SF: I have a few places I consider home: central Pennsylvania where I grew up and where my dad has a dairy farm/cheese-making operation, and Finland, where I lived for a year after high school. I consider these places home, because of the extended amount of time I’ve spent there, my connection with the land, and that these are places I come back to in my writing.
Flyway: What is your home place’s defining characteristic?
SF: The two places I consider to be homes are quite different, and I tend to define places by their natural environments. Central Pennsylvania has rolling mountains, many diverse farms, and thick forests, so thick that people not from Pennsylvania are scared by the density of our forests. To me, it’s a funny reaction, but I see how overwhelming Pennsylvania forests can be. Where I lived in Finland was on the coast, so the sea and inland bogs defined that place for me. I was often overwhelmed by the vast expanse of water and the wind coming off the Baltic; it was so foreign to me, living by water.
Flyway: What kind of writing excites you, what can’t you put down?
SF: The books I’ve been thinking about most lately are Margaret Atwood’s MaddAdam series, the first book Oryx and Crake in particular. Those books are her speculative fiction on what the future could be like based on current issues like corporate America, the food industry, and climate change. She shows how these issues can further transform American and global societies with disastrous results. Her series scares me, because I can see the events in the book actually happening. But these books also encourage me to think and act in preparation for our changing climate. What I often think of about climate change is food production and sustainable agriculture. I wonder; how will I eat? How will I grow food if the climate I knew in my childhood is different from my adult life? Though I’ve considered issues of climate change with agriculture before, Oryx and Crake forced me to consider the implications of our current society and food system more critically.

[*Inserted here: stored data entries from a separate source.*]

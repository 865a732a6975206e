use super::model::{ContentCategory, NotificationRule, NotificationSettings, UserPreferences};
use regex::Regex;
use serde::{Deserialize, Serialize};
use std::collections::{BTreeMap, HashSet};
use std::sync::LazyLock;

pub const MIN_WEIGHT: i32 = 1;
pub const MAX_WEIGHT: i32 = 10;
const LOW_WEIGHT_WARNING: i32 = 3;
const HIGH_WEIGHT_WARNING: i32 = 8;
const MAX_CATEGORY_NAME: usize = 50;
const MAX_CATEGORY_DESCRIPTION: usize = 200;
const MAX_NOTIFICATION_NAME: usize = 100;
const MAX_NOTIFICATION_DESCRIPTION: usize = 300;
const MAX_ENABLED_CATEGORIES: usize = 8;
const MAX_TOTAL_WEIGHT: i64 = 50;

pub const VALID_THEMES: [&str; 3] = ["light", "dark", "system"];

static NOTIFICATION_TYPE: LazyLock<Regex> =
    LazyLock::new(|| Regex::new(r"^[a-z_]+$").expect("notification type pattern is valid"));

#[derive(Debug, Clone, Default, PartialEq, Serialize, Deserialize)]
pub struct ValidationResult {
    pub is_valid: bool,
    pub errors: Vec<String>,
    pub warnings: Vec<String>,
}

impl ValidationResult {
    fn from_parts(errors: Vec<String>, warnings: Vec<String>) -> Self {
        Self {
            is_valid: errors.is_empty(),
            errors,
            warnings,
        }
    }
}

fn is_blank(value: &str) -> bool {
    value.trim().is_empty()
}

fn char_len(value: &str) -> usize {
    value.chars().count()
}

pub fn validate_category(category: &ContentCategory) -> ValidationResult {
    let mut errors = Vec::new();
    let mut warnings = Vec::new();

    if is_blank(&category.id) {
        errors.push("Category ID is required".to_string());
    }
    if is_blank(&category.name) {
        errors.push("Category name is required".to_string());
    }

    if !(MIN_WEIGHT..=MAX_WEIGHT).contains(&category.weight) {
        errors.push(format!(
            "Category weight must be between {} and {}",
            MIN_WEIGHT, MAX_WEIGHT
        ));
    }
    if category.weight < LOW_WEIGHT_WARNING {
        warnings.push("Low weight may result in less content from this category".to_string());
    }
    if category.weight > HIGH_WEIGHT_WARNING {
        warnings.push("High weight may dominate your feed".to_string());
    }

    if char_len(&category.name) > MAX_CATEGORY_NAME {
        errors.push(format!(
            "Category name must be {} characters or less",
            MAX_CATEGORY_NAME
        ));
    }
    if let Some(description) = &category.description {
        if char_len(description) > MAX_CATEGORY_DESCRIPTION {
            errors.push(format!(
                "Category description must be {} characters or less",
                MAX_CATEGORY_DESCRIPTION
            ));
        }
    }

    ValidationResult::from_parts(errors, warnings)
}

pub fn validate_notification(rule: &NotificationRule) -> ValidationResult {
    let mut errors = Vec::new();

    if is_blank(&rule.kind) {
        errors.push("Notification type is required".to_string());
    } else if !NOTIFICATION_TYPE.is_match(&rule.kind) {
        errors.push(
            "Notification type must contain only lowercase letters and underscores".to_string(),
        );
    }
    if is_blank(&rule.name) {
        errors.push("Notification name is required".to_string());
    }

    if char_len(&rule.name) > MAX_NOTIFICATION_NAME {
        errors.push(format!(
            "Notification name must be {} characters or less",
            MAX_NOTIFICATION_NAME
        ));
    }
    if let Some(description) = &rule.description {
        if char_len(description) > MAX_NOTIFICATION_DESCRIPTION {
            errors.push(format!(
                "Notification description must be {} characters or less",
                MAX_NOTIFICATION_DESCRIPTION
            ));
        }
    }

    ValidationResult::from_parts(errors, Vec::new())
}

/// Values that repeat after trimming and lowercasing, each reported at its
/// repeated positions
fn duplicates<'a>(values: impl Iterator<Item = &'a str>) -> Vec<&'a str> {
    let mut seen = HashSet::new();
    values
        .filter(|value| !seen.insert(value.trim().to_lowercase()))
        .collect()
}

pub fn validate_user_preferences(preferences: &UserPreferences) -> ValidationResult {
    let mut errors = Vec::new();
    let mut warnings = Vec::new();

    if preferences.categories.is_empty() {
        errors.push("At least one category must be configured".to_string());
    } else {
        for (index, category) in preferences.categories.iter().enumerate() {
            let result = validate_category(category);
            if !result.is_valid {
                errors.push(format!(
                    "Category {} ({}): {}",
                    index + 1,
                    category.id,
                    result.errors.join(", ")
                ));
            }
            warnings.extend(
                result
                    .warnings
                    .into_iter()
                    .map(|w| format!("Category {}: {}", category.id, w)),
            );
        }

        let duplicate_ids = duplicates(preferences.categories.iter().map(|c| c.id.as_str()));
        if !duplicate_ids.is_empty() {
            errors.push(format!(
                "Duplicate category IDs found: {}",
                duplicate_ids.join(", ")
            ));
        }

        let enabled: Vec<&ContentCategory> = preferences.enabled_categories().collect();
        if enabled.is_empty() {
            errors.push("At least one category must be enabled".to_string());
        }
        if enabled.len() > MAX_ENABLED_CATEGORIES {
            warnings.push("Too many enabled categories may result in a cluttered feed".to_string());
        }

        let total_weight: i64 = enabled.iter().map(|c| i64::from(c.weight)).sum();
        if total_weight > MAX_TOTAL_WEIGHT {
            warnings.push("High total weight may cause performance issues".to_string());
        }
    }

    match &preferences.notifications {
        NotificationSettings::Disabled => {}
        NotificationSettings::Enabled(rules) if rules.is_empty() => {
            warnings.push("No notification preferences configured".to_string());
        }
        NotificationSettings::Enabled(rules) => {
            for (index, rule) in rules.iter().enumerate() {
                let result = validate_notification(rule);
                if !result.is_valid {
                    errors.push(format!(
                        "Notification {} ({}): {}",
                        index + 1,
                        rule.kind,
                        result.errors.join(", ")
                    ));
                }
            }

            let duplicate_types = duplicates(rules.iter().map(|r| r.kind.as_str()));
            if !duplicate_types.is_empty() {
                errors.push(format!(
                    "Duplicate notification types found: {}",
                    duplicate_types.join(", ")
                ));
            }
        }
    }

    ValidationResult::from_parts(errors, warnings)
}

pub fn validate_theme(theme: &str) -> ValidationResult {
    let mut errors = Vec::new();
    if !VALID_THEMES.contains(&theme) {
        errors.push(format!(
            "Invalid theme: {}. Must be one of: {}",
            theme,
            VALID_THEMES.join(", ")
        ));
    }
    ValidationResult::from_parts(errors, Vec::new())
}

fn trimmed_description(description: Option<String>) -> Option<String> {
    description
        .map(|d| d.trim().to_string())
        .filter(|d| !d.is_empty())
}

/// Normalize ids and text fields and pull weights into range
pub fn sanitize_user_preferences(preferences: UserPreferences) -> UserPreferences {
    let categories = preferences
        .categories
        .into_iter()
        .map(|category| ContentCategory {
            id: category.id.trim().to_lowercase(),
            name: category.name.trim().to_string(),
            description: trimmed_description(category.description),
            enabled: category.enabled,
            weight: category.weight.clamp(MIN_WEIGHT, MAX_WEIGHT),
        })
        .collect();

    let notifications = match preferences.notifications {
        NotificationSettings::Disabled => NotificationSettings::Disabled,
        NotificationSettings::Enabled(rules) => NotificationSettings::Enabled(
            rules
                .into_iter()
                .map(|rule| NotificationRule {
                    kind: rule.kind.trim().to_lowercase(),
                    name: rule.name.trim().to_string(),
                    description: trimmed_description(rule.description),
                    enabled: rule.enabled,
                })
                .collect(),
        ),
    };

    UserPreferences {
        categories,
        notifications,
        ..preferences
    }
}

/// Response for GET /api/preferences/stats
#[derive(Debug, Clone, PartialEq, Serialize, Deserialize)]
pub struct PreferenceStats {
    pub total_categories: usize,
    pub enabled_categories: usize,
    pub disabled_categories: usize,
    pub total_notifications: usize,
    pub enabled_notifications: usize,
    pub total_weight: i64,
    pub average_weight: f64,
    /// Enabled category id -> share of total enabled weight, in percent
    pub weight_distribution: BTreeMap<String, f64>,
    pub coverage: f64,
}

fn round2(value: f64) -> f64 {
    (value * 100.0).round() / 100.0
}

pub fn preference_stats(preferences: &UserPreferences) -> PreferenceStats {
    let enabled: Vec<&ContentCategory> = preferences.enabled_categories().collect();
    let rules = preferences.notifications.rules();

    let total_weight: i64 = enabled.iter().map(|c| i64::from(c.weight)).sum();
    let average_weight = if enabled.is_empty() {
        0.0
    } else {
        total_weight as f64 / enabled.len() as f64
    };

    let weight_distribution = enabled
        .iter()
        .map(|c| {
            let share = if total_weight > 0 {
                f64::from(c.weight) / total_weight as f64 * 100.0
            } else {
                0.0
            };
            (c.id.clone(), round2(share))
        })
        .collect();

    let total_categories = preferences.categories.len();
    let coverage = if total_categories == 0 {
        0.0
    } else {
        enabled.len() as f64 / total_categories as f64
    };

    PreferenceStats {
        total_categories,
        enabled_categories: enabled.len(),
        disabled_categories: total_categories - enabled.len(),
        total_notifications: rules.len(),
        enabled_notifications: rules.iter().filter(|r| r.enabled).count(),
        total_weight,
        average_weight: round2(average_weight),
        weight_distribution,
        coverage,
    }
}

Flyway: What are you reading right now for YOU, your own aesthetic?
SF: I’ve recently been revisiting a poetry collection by Michael McGriff, which won the 2007 Agnes Lynch Starrett Poetry Prize, called Dismantling the Hills. His poems are about Coos Bay, where he grew up, and he talks about its economic downturns and describes “blue-collar” work in a lyrical way. His poems are absolutely stunning. I’ve found his handling of rural/small town people and the harsh beauty of the Oregon coast attractive and I try to exemplify that in my own work about farming and rural life.
Flyway: How do you define “environment” and how is this definition important to you?
SF: This is a tough question! Environments are more than just mountain ranges or forests, but are systems of living beings. Soil is not inanimate. Shorelines are not inanimate; they are constantly shifting. I think we as humans need to have more awareness of environments as living and changing places and see that environments are also the places that we create, like cities or our own homes. We need to broaden our ideas of what environment means. It’s not just the state park 50 miles away — environment can be your own kitchen.
Flyway: For readers and those submitting to Flyway, what advice can you give?
SF: My advice, especially for poets, but applicable to all genres, is to read your work out loud before you submit it. This is what I do when I review submissions. It’s important that when you read out loud, the line breaks work or the pacing complements the working idea of the poem. Poetry comes from an oral tradition, and is still rooted in that tradition, even with most poems published today technically called free verse.
I would also suggest exploring not just natural environments, but also built environments. I get a lot of poems about trees, and trees are awesome, but I’d like to see them in a new way or place. I’d also like to see how human-made environments interact with natural environments or see as important places in their own right. I’m surprised I don’t get more poems about cities or towns, and I want to read those poems.